我们提出了 AutoGen,一个开源框架,允许开发者通过组合多个相互对话的智能体来构建 LLM 应用程序,以完成任务。AutoGen 智能体是可定制的、可对话的,并且能够在多种模式下运行,这些模式结合了 LLM、人类输入和工具。它还使开发者能够使用自然语言和代码为不同的应用程序创建灵活的智能体行为和对话模式。AutoGen 作为一个通用基础设施,被 AI 从业者和研究人员广泛用于构建各种复杂程度和 LLM 能力的多样化应用。我们通过几个试点应用展示了该框架的有效性,这些应用涵盖数学、编程、问答、供应链优化、在线决策和娱乐等领域。
Introduction
Large language models (LLMs) are becoming a crucial building block in developing powerful agents that utilize LLMs for reasoning, tool usage, and adapting to new observations (Yao et al., 2022; Xi et al., 2023; Wang et al., 2023). As the scope and complexity of tasks suitable for LLMs increase, a natural strategy for enhancing agent capabilities is to employ multiple cooperating agents. Prior work suggests that multiple agents can help encourage divergent thinking (Liang et al., 2023), improve factuality and reasoning (Du et al., 2023; Naik et al., 2023), and provide guardrails (Wu et al., 2023). Given the early promising evidence, an intriguing question is: How can we facilitate the development of LLM applications that span a broad spectrum of domains and complexities using a multi-agent approach? Our insight is to use multi-agent conversations. There are at least three reasons confirming its general feasibility and utility, thanks to recent advances in LLMs: First, chat-optimized LLMs, such as GPT-4, demonstrate ability to incorporate feedback. LLM agents can cooperate through conversations with each other or humans, for example, in a dialogue where agents provide and seek reasoning, observations, critiques, and validation. Second, because a single LLM can exhibit a broad range of capabilities, conversations between differently configured agents can help combine these broad LLM capabilities in a modular and complementary manner. Third, LLMs have demonstrated the ability to solve complex tasks when broken into simpler sub-tasks. Multi-agent conversations can intuitively facilitate this partitioning and integration.
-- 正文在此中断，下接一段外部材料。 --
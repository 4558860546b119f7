pub mod discord;
pub mod render;

pub use discord::DiscordReporter;

use crate::config::Config;
use crate::state::NotificationState;
use anyhow::Result;
use std::sync::atomic::{AtomicU64, Ordering};
use std::sync::Arc;

/// Mirrors job state to an external notification channel.
#[async_trait::async_trait]
pub trait Reporter: Send + Sync {
    /// Create the remote message and return its id.
    async fn create(&self, state: &NotificationState) -> Result<String>;

    /// Push the full state to the remote message.
    ///
    /// Best-effort: failures are logged and `state` is returned unchanged.
    async fn update(&self, state: NotificationState) -> NotificationState;
}

/// Reporter used when no notification channel is configured.
#[derive(Default)]
pub struct NullReporter {
    next_id: AtomicU64,
}

#[async_trait::async_trait]
impl Reporter for NullReporter {
    async fn create(&self, state: &NotificationState) -> Result<String> {
        let id = self.next_id.fetch_add(1, Ordering::Relaxed) + 1;
        tracing::info!("[{}] {:?}: {}", id, state.status, state.input_file);
        Ok(id.to_string())
    }

    async fn update(&self, state: NotificationState) -> NotificationState {
        match state.progress() {
            Some(progress) => tracing::debug!(
                "[{}] {:?}: {} {:.1}% ({})",
                state.remote_id.as_deref().unwrap_or("-"),
                state.status,
                state.input_file,
                progress * 100.0,
                state.speed.as_deref().unwrap_or("-")
            ),
            None => tracing::info!(
                "[{}] {:?}: {}",
                state.remote_id.as_deref().unwrap_or("-"),
                state.status,
                state.input_file
            ),
        }
        state
    }
}

/// Pick the reporter for the configured channel.
pub fn create_reporter(config: &Config) -> Arc<dyn Reporter> {
    match config.discord.webhook_url.as_deref() {
        Some(url) if !url.is_empty() => Arc::new(DiscordReporter::new(url)),
        _ => Arc::new(NullReporter::default()),
    }
}
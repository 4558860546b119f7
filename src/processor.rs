//! Per-job pipeline: probe, select, transcode, then hand the output back to
//! Radarr.

use crate::arr::{self, ManualImportFile, MovieLibrary};
use crate::config::Config;
use crate::notifications::Reporter;
use crate::state::{Job, JobHandler, JobOutcome};
use anyhow::{Context, Result};
use recodarr_av::{EncodeSettings, EncodeSpec, MediaProber, SelectionPolicy, Transcoder};
use std::path::PathBuf;
use std::sync::Arc;

/// Job processor that runs the transcode pipeline for queued jobs
pub struct JobProcessor {
    prober: Arc<dyn MediaProber>,
    transcoder: Arc<dyn Transcoder>,
    reporter: Arc<dyn Reporter>,
    library: Arc<dyn MovieLibrary>,
    library_root: PathBuf,
    policy: SelectionPolicy,
    settings: EncodeSettings,
}

impl JobProcessor {
    pub fn new(
        config: &Config,
        prober: Arc<dyn MediaProber>,
        transcoder: Arc<dyn Transcoder>,
        reporter: Arc<dyn Reporter>,
        library: Arc<dyn MovieLibrary>,
    ) -> Self {
        Self {
            prober,
            transcoder,
            reporter,
            library,
            library_root: config.library.root.clone(),
            policy: config.selection.clone(),
            settings: config.encode.settings.clone(),
        }
    }

    async fn publish(&self, job: &mut Job) {
        job.notification = self.reporter.update(job.notification.clone()).await;
    }

    /// Run ffmpeg, pushing every progress snapshot before reading the next.
    async fn transcode(&self, job: &mut Job, spec: &EncodeSpec) -> Result<()> {
        tracing::debug!("ffmpeg {}", spec.to_args().join(" "));

        let mut progress = self
            .transcoder
            .start(spec)
            .await
            .context("Failed to start ffmpeg")?;

        while let Some(sample) = progress.next_sample().await? {
            job.notification.apply_progress(&sample);
            self.publish(job).await;
        }
        Ok(())
    }

    /// Tag the output with the kept audio language and import it into Radarr.
    async fn import_output(&self, job: &Job, audio_language: &str) -> Result<()> {
        let languages = self
            .library
            .list_languages()
            .await
            .context("Failed to list Radarr languages")?;
        let language = arr::resolve_language(audio_language, &languages)?;

        let candidates = self
            .library
            .list_import_candidates(job.movie_id, &job.folder_path)
            .await
            .context("Failed to list import candidates")?;
        let candidate = arr::find_candidate(&candidates, &job.output_file_name, job.movie_id)?;

        tracing::info!(
            "Importing {} for movie {} as {}",
            candidate.path,
            job.movie_id,
            language.name
        );
        let file = ManualImportFile::from_candidate(candidate, job.movie_id, vec![language]);
        self.library.import_files(vec![file]).await?;

        self.library
            .delete_movie_file(job.movie_file_id)
            .await
            .with_context(|| format!("Failed to delete movie file {}", job.movie_file_id))?;
        Ok(())
    }
}

#[async_trait::async_trait]
impl JobHandler for JobProcessor {
    async fn process(&self, job: &mut Job) -> Result<JobOutcome> {
        let input_path = job.input_path(&self.library_root);
        let output_path = job.output_path(&self.library_root);

        job.start();
        self.publish(job).await;

        let descriptor = self
            .prober
            .probe(&input_path)
            .await
            .with_context(|| format!("Failed to probe {:?}", input_path))?;

        let Some(selection) = self.policy.select(&descriptor) else {
            return Ok(JobOutcome::Skipped(format!(
                "no video or audio stream in {:?}",
                input_path
            )));
        };

        tracing::info!(
            "Keeping audio stream {} ({}) and {} subtitle stream(s)",
            selection.audio.type_index,
            selection.audio.language,
            selection.subtitles.len()
        );
        job.notification.audio_language = Some(selection.audio.language.clone());
        job.notification.total_time_seconds = descriptor.duration_seconds;
        self.publish(job).await;

        let spec = EncodeSpec::from_selection(&input_path, &output_path, &selection, &self.settings);
        self.transcode(job, &spec).await?;

        job.complete();
        self.publish(job).await;

        tokio::fs::remove_file(&input_path)
            .await
            .with_context(|| format!("Failed to delete source file {:?}", input_path))?;
        tracing::info!("Deleted source file {:?}", input_path);

        self.import_output(job, &selection.audio.language).await?;
        Ok(JobOutcome::Completed)
    }
}
//! Job queue and worker loop.
//!
//! At most one job runs at a time. Jobs are taken from the *end* of the
//! pending list, so the most recently triggered import runs next. This LIFO
//! order is long-standing behavior; whether newest-first is wanted or FIFO
//! would be better is still undecided, so it is kept and covered by tests.

mod types;

pub use types::*;

use crate::notifications::Reporter;
use anyhow::{Context, Result};
use futures::FutureExt;
use parking_lot::Mutex;
use std::any::Any;
use std::panic::AssertUnwindSafe;
use std::sync::Arc;
use uuid::Uuid;

/// How a job ended when it did not fail.
#[derive(Debug, Clone, PartialEq, Eq)]
pub enum JobOutcome {
    /// Output produced and imported.
    Completed,
    /// Nothing to do for this file (e.g. it has no audio stream).
    Skipped(String),
}

/// Runs a single job to completion.
#[async_trait::async_trait]
pub trait JobHandler: Send + Sync {
    async fn process(&self, job: &mut Job) -> Result<JobOutcome>;
}

#[derive(Default)]
struct QueueInner {
    pending: Vec<Job>,
    busy: bool,
}

/// Single-worker job queue.
pub struct JobQueue {
    inner: Mutex<QueueInner>,
    handler: Arc<dyn JobHandler>,
    reporter: Arc<dyn Reporter>,
}

impl JobQueue {
    pub fn new(handler: Arc<dyn JobHandler>, reporter: Arc<dyn Reporter>) -> Arc<Self> {
        Arc::new(Self {
            inner: Mutex::new(QueueInner::default()),
            handler,
            reporter,
        })
    }

    /// Create the job's notification message, then queue the job.
    ///
    /// A job whose notification cannot be created is not queued.
    pub async fn admit(self: &Arc<Self>, mut job: Job) -> Result<Uuid> {
        let remote_id = self
            .reporter
            .create(&job.notification)
            .await
            .with_context(|| format!("Failed to create notification for job {}", job.id))?;
        job.notification.remote_id = Some(remote_id);

        let id = job.id;
        self.enqueue(job);
        Ok(id)
    }

    /// Append a job and schedule a drain.
    pub fn enqueue(self: &Arc<Self>, job: Job) {
        tracing::info!(
            "Adding to queue: job {} (movie {}, {})",
            job.id,
            job.movie_id,
            job.source_relative_path
        );
        self.inner.lock().pending.push(job);

        let queue = Arc::clone(self);
        tokio::spawn(async move {
            queue.drain().await;
        });
    }

    /// Run jobs until the queue is empty or another drain holds the worker.
    pub async fn drain(&self) {
        while self.drain_one().await {}
    }

    /// Run the newest pending job if the worker is idle.
    ///
    /// Returns `false` without doing anything when the worker is busy or the
    /// queue is empty.
    pub async fn drain_one(&self) -> bool {
        let (job, _busy) = {
            let mut inner = self.inner.lock();
            if inner.busy {
                return false;
            }
            let Some(job) = inner.pending.pop() else {
                return false;
            };
            inner.busy = true;
            (job, BusyGuard { queue: self })
        };

        self.run(job).await;
        true
    }

    async fn run(&self, mut job: Job) {
        let job_id = job.id;
        tracing::info!("Processing job {}: {}", job_id, job.source_relative_path);

        let result = AssertUnwindSafe(self.handler.process(&mut job))
            .catch_unwind()
            .await
            .unwrap_or_else(|payload| Err(anyhow::anyhow!(panic_message(payload.as_ref()))));

        match result {
            Ok(JobOutcome::Completed) => {
                tracing::info!("Job {} completed successfully", job_id);
            }
            Ok(JobOutcome::Skipped(reason)) => {
                tracing::info!("Job {} skipped: {}", job_id, reason);
            }
            Err(e) => {
                tracing::error!("Job {} failed: {:#}", job_id, e);
                job.fail(&failure_message(&e));
                job.notification = self.reporter.update(job.notification.clone()).await;
            }
        }
    }

    /// Number of jobs waiting to run.
    pub fn pending_len(&self) -> usize {
        self.inner.lock().pending.len()
    }

    /// Ids of waiting jobs, next to run first.
    pub fn pending_ids(&self) -> Vec<Uuid> {
        self.inner.lock().pending.iter().rev().map(|j| j.id).collect()
    }

    pub fn is_busy(&self) -> bool {
        self.inner.lock().busy
    }
}

/// Clears the busy flag when the running job is done, even on panic.
struct BusyGuard<'a> {
    queue: &'a JobQueue,
}

impl Drop for BusyGuard<'_> {
    fn drop(&mut self) {
        self.queue.inner.lock().busy = false;
    }
}

fn panic_message(payload: &(dyn Any + Send)) -> String {
    if let Some(message) = payload.downcast_ref::<&str>() {
        format!("Job panicked: {}", message)
    } else if let Some(message) = payload.downcast_ref::<String>() {
        format!("Job panicked: {}", message)
    } else {
        "Unknown error".to_string()
    }
}

fn failure_message(err: &anyhow::Error) -> String {
    let message = format!("{:#}", err);
    if message.trim().is_empty() {
        "Unknown error".to_string()
    } else {
        message
    }
}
大型语言模型正成为开发强大智能体的关键构建模块,这些智能体利用LLM进行推理、工具使用以及适应新的观察。随着适用于LLM的任务范围和复杂性的增加,增强智能体能力的一个自然策略是采用多个协同工作的智能体。先前的研究表明,多个智能体有助于鼓励发散性思维、提高事实性和推理能力,并提供安全护栏。鉴于早期令人鼓舞的证据,一个引人深思的问题是:我们如何利用多智能体方法促进跨越广泛领域和复杂性的LLM应用的开发?我们的见解是使用多智能体对话。得益于LLM的最新进展,至少有三个原因证实了其普遍的可行性和实用性:首先,面向聊天的优化LLM(如GPT-4)展现了整合反馈的能力。LLM智能体可以通过彼此之间或与人类的对话进行协作,例如在对话中智能体提供并寻求推理、观察、批评和验证。其次,由于单个LLM可以表现出广泛的能力,不同配置的智能体之间的对话有助于以模块化和互补的方式组合这些广泛的LLM能力。第三,LLM已经证明了将复杂任务分解为更简单的子任务时能够解决这些任务的能力。多智能体对话可以直观地促进这种划分和整合。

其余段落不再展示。